_Problem requirements_
Transcribe, word for word and without additions, each line below from the one containing "data: vec![255; 4" through the one containing "let result = lenient.process_buffer(rgb).unwrap();", both ends included.

[[ Entries provided open ]]

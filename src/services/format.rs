//! Output format handling service

use crate::config::OutputFormat;
use image::ImageFormat;

/// Service for mapping output formats to containers and file names
pub struct OutputFormatHandler;

impl OutputFormatHandler {
    /// Container format for the `image` crate, `None` for raw RGBA8
    #[must_use]
    pub fn to_image_format(format: OutputFormat) -> Option<ImageFormat> {
        match format {
            OutputFormat::Png => Some(ImageFormat::Png),
            OutputFormat::WebP => Some(ImageFormat::WebP),
            OutputFormat::Tiff => Some(ImageFormat::Tiff),
            OutputFormat::Rgba8 => None,
        }
    }

    /// Get the appropriate file extension for a given output format
    ///
    /// # Examples
    /// ```rust
    /// use whitebg_remove::{services::OutputFormatHandler, OutputFormat};
    ///
    /// assert_eq!(OutputFormatHandler::get_extension(OutputFormat::Png), "png");
    /// assert_eq!(OutputFormatHandler::get_extension(OutputFormat::Rgba8), "rgba8");
    /// ```
    #[must_use]
    pub fn get_extension(format: OutputFormat) -> &'static str {
        match format {
            OutputFormat::Png => "png",
            OutputFormat::WebP => "webp",
            OutputFormat::Tiff => "tiff",
            OutputFormat::Rgba8 => "rgba8",
        }
    }

    #[must_use]
    pub fn format_name(format: OutputFormat) -> &'static str {
        match format {
            OutputFormat::Png => "PNG",
            OutputFormat::WebP => "WebP",
            OutputFormat::Tiff => "TIFF",
            OutputFormat::Rgba8 => "RGBA8",
        }
    }
}
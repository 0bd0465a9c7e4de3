//! CLI module for the whitebg-remove library
//!
//! This module is only available when the "cli" feature is enabled.

mod config;
#[path = "main.rs"]
mod main_impl;

pub use main_impl::{main, Cli, CliMode, CliOutputFormat};
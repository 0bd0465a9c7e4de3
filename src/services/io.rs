//! Image I/O operations service
//!
//! Decoding and encoding live here so the segmentation engine only ever
//! sees raw RGBA buffers.

use crate::{
    config::OutputFormat,
    error::{RemovalError, Result},
    services::OutputFormatHandler,
    types::PixelBuffer,
};
use image::DynamicImage;
use std::path::Path;

/// Service for handling image file input/output operations
pub struct ImageIOService;

impl ImageIOService {
    /// Load an image from a file path
    ///
    /// Tries extension-based format detection first and falls back to
    /// sniffing the file content.
    ///
    /// # Errors
    /// Missing file, read failures or undecodable content.
    ///
    /// # Examples
    /// ```rust,no_run
    /// use whitebg_remove::services::ImageIOService;
    ///
    /// let image = ImageIOService::load_image("input.jpg")?;
    /// # Ok::<(), Box<dyn std::error::Error>>(())
    /// ```
    pub fn load_image<P: AsRef<Path>>(path: P) -> Result<DynamicImage> {
        let path_ref = path.as_ref();

        if !path_ref.exists() {
            return Err(RemovalError::file_io_error(
                "read image file",
                path_ref,
                &std::io::Error::new(std::io::ErrorKind::NotFound, "file does not exist"),
            ));
        }

        match image::open(path_ref) {
            Ok(img) => Ok(img),
            Err(e) => {
                log::debug!(
                    "Extension-based loading failed for {}: {}. Attempting content-based detection.",
                    path_ref.display(),
                    e
                );

                let data = std::fs::read(path_ref)
                    .map_err(|io_err| RemovalError::file_io_error("read image data", path_ref, &io_err))?;

                image::load_from_memory(&data).map_err(|content_err| {
                    let extension = path_ref
                        .extension()
                        .and_then(|s| s.to_str())
                        .unwrap_or("unknown");

                    RemovalError::processing_stage_error(
                        "image loading",
                        &format!(
                            "extension-based ({extension}) and content-based detection both failed. Extension error: {e}. Content error: {content_err}"
                        ),
                        Some(&format!("path: {}, size: {} bytes", path_ref.display(), data.len())),
                    )
                })
            },
        }
    }

    /// Load a file and normalize it to an RGBA buffer
    ///
    /// # Errors
    /// See [`ImageIOService::load_image`].
    pub fn load_buffer<P: AsRef<Path>>(path: P) -> Result<PixelBuffer> {
        let image = Self::load_image(path)?;
        Ok(PixelBuffer::from_dynamic_image(&image))
    }

    /// Decode compressed bytes into an RGBA buffer, synthesizing alpha if absent
    ///
    /// # Errors
    /// Empty input or undecodable content.
    pub fn decode_bytes(bytes: &[u8]) -> Result<PixelBuffer> {
        let image = Self::load_from_bytes(bytes)?;
        Ok(PixelBuffer::from_dynamic_image(&image))
    }

    /// Decode compressed bytes
    ///
    /// # Errors
    /// Empty input or undecodable content.
    pub fn load_from_bytes(bytes: &[u8]) -> Result<DynamicImage> {
        if bytes.is_empty() {
            return Err(RemovalError::processing("No image data provided"));
        }
        image::load_from_memory(bytes).map_err(|e| {
            RemovalError::processing(format!("Failed to decode image from bytes: {e}"))
        })
    }

    /// Encode an RGBA buffer
    ///
    /// # Errors
    /// Malformed buffers, or an encoder that is not compiled in.
    pub fn encode_buffer(buffer: &PixelBuffer, format: OutputFormat) -> Result<Vec<u8>> {
        let rgba = buffer.clone().into_rgba_image()?;

        let Some(image_format) = OutputFormatHandler::to_image_format(format) else {
            // Raw RGBA8 needs no container
            return Ok(rgba.into_raw());
        };

        let mut bytes = Vec::new();
        DynamicImage::ImageRgba8(rgba)
            .write_to(&mut std::io::Cursor::new(&mut bytes), image_format)
            .map_err(|e| {
                RemovalError::processing_stage_error(
                    "image encode",
                    &e.to_string(),
                    Some(OutputFormatHandler::format_name(format)),
                )
            })?;
        Ok(bytes)
    }

    /// Encode an RGBA buffer and write it to disk, creating parent directories
    ///
    /// # Errors
    /// Encoding or file system failures.
    pub fn save_buffer<P: AsRef<Path>>(
        buffer: &PixelBuffer,
        path: P,
        format: OutputFormat,
    ) -> Result<()> {
        let path_ref = path.as_ref();

        if let Some(parent) = path_ref.parent().filter(|p| !p.as_os_str().is_empty()) {
            std::fs::create_dir_all(parent)
                .map_err(|e| RemovalError::file_io_error("create output directory", parent, &e))?;
        }

        let bytes = Self::encode_buffer(buffer, format)?;
        std::fs::write(path_ref, bytes)
            .map_err(|e| RemovalError::file_io_error("write output image", path_ref, &e))
    }

    /// Check if a file path has a supported input image extension
    pub fn is_supported_format<P: AsRef<Path>>(path: P) -> bool {
        path.as_ref()
            .extension()
            .and_then(|ext| ext.to_str())
            .is_some_and(|ext| {
                matches!(
                    ext.to_lowercase().as_str(),
                    "jpg" | "jpeg" | "png" | "webp" | "tiff" | "tif" | "bmp"
                )
            })
    }
}
//! Error handling and edge case tests

use tempfile::TempDir;
use whitebg_remove::{
    flatten_white_to_transparent, remove_background_from_bytes, BackgroundRemovalProcessor,
    ImageIOService, OutputFormat, PixelBuffer, RemovalConfig, RemovalError, RemovalMode,
    SegmentationConfig, Segmenter,
};

#[test]
fn length_mismatch_reports_expected_and_actual() {
    let err = PixelBuffer::new(vec![0; 10], 2, 2, 4).unwrap_err();
    assert!(matches!(err, RemovalError::InvalidBuffer(_)));

    let message = err.to_string();
    assert!(message.contains("16"), "{message}");
    assert!(message.contains("10"), "{message}");
}

#[test]
fn three_channel_buffer_rejected() {
    let buffer = PixelBuffer {
        data: vec![255; 27],
        width: 3,
        height: 3,
        channels: 3,
    };
    let err = whitebg_remove::segment_and_make_transparent(buffer).unwrap_err();
    assert!(err.is_invalid_buffer());
    assert!(err.to_string().contains("alpha"));
}

#[test]
fn overflowing_dimensions_rejected() {
    let buffer = PixelBuffer {
        data: Vec::new(),
        width: u32::MAX,
        height: u32::MAX,
        channels: u8::MAX,
    };
    assert!(buffer.validate().unwrap_err().is_invalid_buffer());
}

#[test]
fn flatten_rejects_invalid_buffer_without_writing() {
    let mut buffer = PixelBuffer {
        data: vec![255; 7],
        width: 2,
        height: 1,
        channels: 4,
    };
    assert!(flatten_white_to_transparent(&mut buffer, 240).is_err());
    assert_eq!(buffer.data, vec![255; 7]);
}

#[test]
fn invalid_configs_rejected() {
    for threshold in [-0.1_f32, 1.0, 2.0, f32::NAN, f32::INFINITY] {
        let config = SegmentationConfig {
            density_threshold: threshold,
            ..Default::default()
        };
        let err = Segmenter::new(config).unwrap_err();
        assert!(
            matches!(err, RemovalError::InvalidConfig(_)),
            "threshold {threshold} gave {err:?}"
        );
    }

    assert!(RemovalConfig::builder().density_threshold(0.0).build().is_ok());
}

#[test]
fn malformed_json_config_rejected() {
    assert!(matches!(
        RemovalConfig::from_json_str("{ not json").unwrap_err(),
        RemovalError::InvalidConfig(_)
    ));
    assert!(RemovalConfig::from_json_str(r#"{ "mode": "erase" }"#).is_err());
    assert!(
        RemovalConfig::from_json_str(r#"{ "segmentation": { "density_threshold": 1.2 } }"#)
            .is_err()
    );
}

#[test]
fn missing_config_file_is_io_error() {
    let temp = TempDir::new().unwrap();
    let err = RemovalConfig::from_json_file(temp.path().join("absent.json")).unwrap_err();
    assert!(err.to_string().contains("absent.json"));
}

#[test]
fn missing_input_file() {
    let processor = BackgroundRemovalProcessor::new(RemovalConfig::default()).unwrap();
    let err = processor.process_file("/no/such/dir/input.png").unwrap_err();
    assert!(err.to_string().contains("input.png"));
}

#[test]
fn corrupt_input_file() {
    let temp = TempDir::new().unwrap();
    let path = temp.path().join("broken.png");
    std::fs::write(&path, b"\x89PNG\r\n\x1a\nnot really").unwrap();

    let processor = BackgroundRemovalProcessor::new(RemovalConfig::default()).unwrap();
    assert!(processor.process_file(&path).is_err());
}

#[tokio::test]
async fn empty_and_garbage_bytes() {
    let config = RemovalConfig::default();
    assert!(remove_background_from_bytes(&[], &config).await.is_err());
    assert!(remove_background_from_bytes(b"GIF89a", &config).await.is_err());
}

#[test]
fn fallback_only_applies_when_enabled() {
    let rgb = PixelBuffer {
        data: vec![255; 4 * 4 * 3],
        width: 4,
        height: 4,
        channels: 3,
    };

    let strict = BackgroundRemovalProcessor::new(RemovalConfig::default()).unwrap();
    assert!(strict.process_buffer(rgb.clone()).unwrap_err().is_invalid_buffer());

    let lenient = BackgroundRemovalProcessor::new(
        RemovalConfig::builder()
            .fallback_to_flatten(true)
            .build()
            .unwrap(),
    )
    .unwrap();
    let result = lenient.process_buffer(rgb).unwrap();
    assert_eq!(result.mode, RemovalMode::Flatten);
    assert_eq!(result.statistics.flattened_pixels, 16);
}

#[test]
fn rgba8_encode_requires_four_channels() {
    let buffer = PixelBuffer {
        data: vec![1, 2, 3, 4, 5],
        width: 1,
        height: 1,
        channels: 5,
    };
    assert!(ImageIOService::encode_buffer(&buffer, OutputFormat::Png).is_err());
    assert!(ImageIOService::encode_buffer(&buffer, OutputFormat::Rgba8).is_err());
}

#[test]
fn one_pixel_images() {
    let white = whitebg_remove::segment_and_make_transparent(PixelBuffer::filled(
        1,
        1,
        [255, 255, 255, 255],
    ))
    .unwrap();
    assert_eq!(white.alpha_at(0), 0);

    let grey = whitebg_remove::segment_and_make_transparent(PixelBuffer::filled(
        1,
        1,
        [128, 128, 128, 255],
    ))
    .unwrap();
    assert_eq!(grey.alpha_at(0), 255);
}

[[ Entries provided closed ]]

_Task solution_
        data: vec![255; 4 * 4 * 3],
        width: 4,
        height: 4,
        channels: 3,
    };

    let strict = BackgroundRemovalProcessor::new(RemovalConfig::default()).unwrap();
    assert!(strict.process_buffer(rgb.clone()).unwrap_err().is_invalid_buffer());

    let lenient = BackgroundRemovalProcessor::new(
        RemovalConfig::builder()
            .fallback_to_flatten(true)
            .build()
            .unwrap(),
    )
    .unwrap();
    let result = lenient.process_buffer(rgb).unwrap();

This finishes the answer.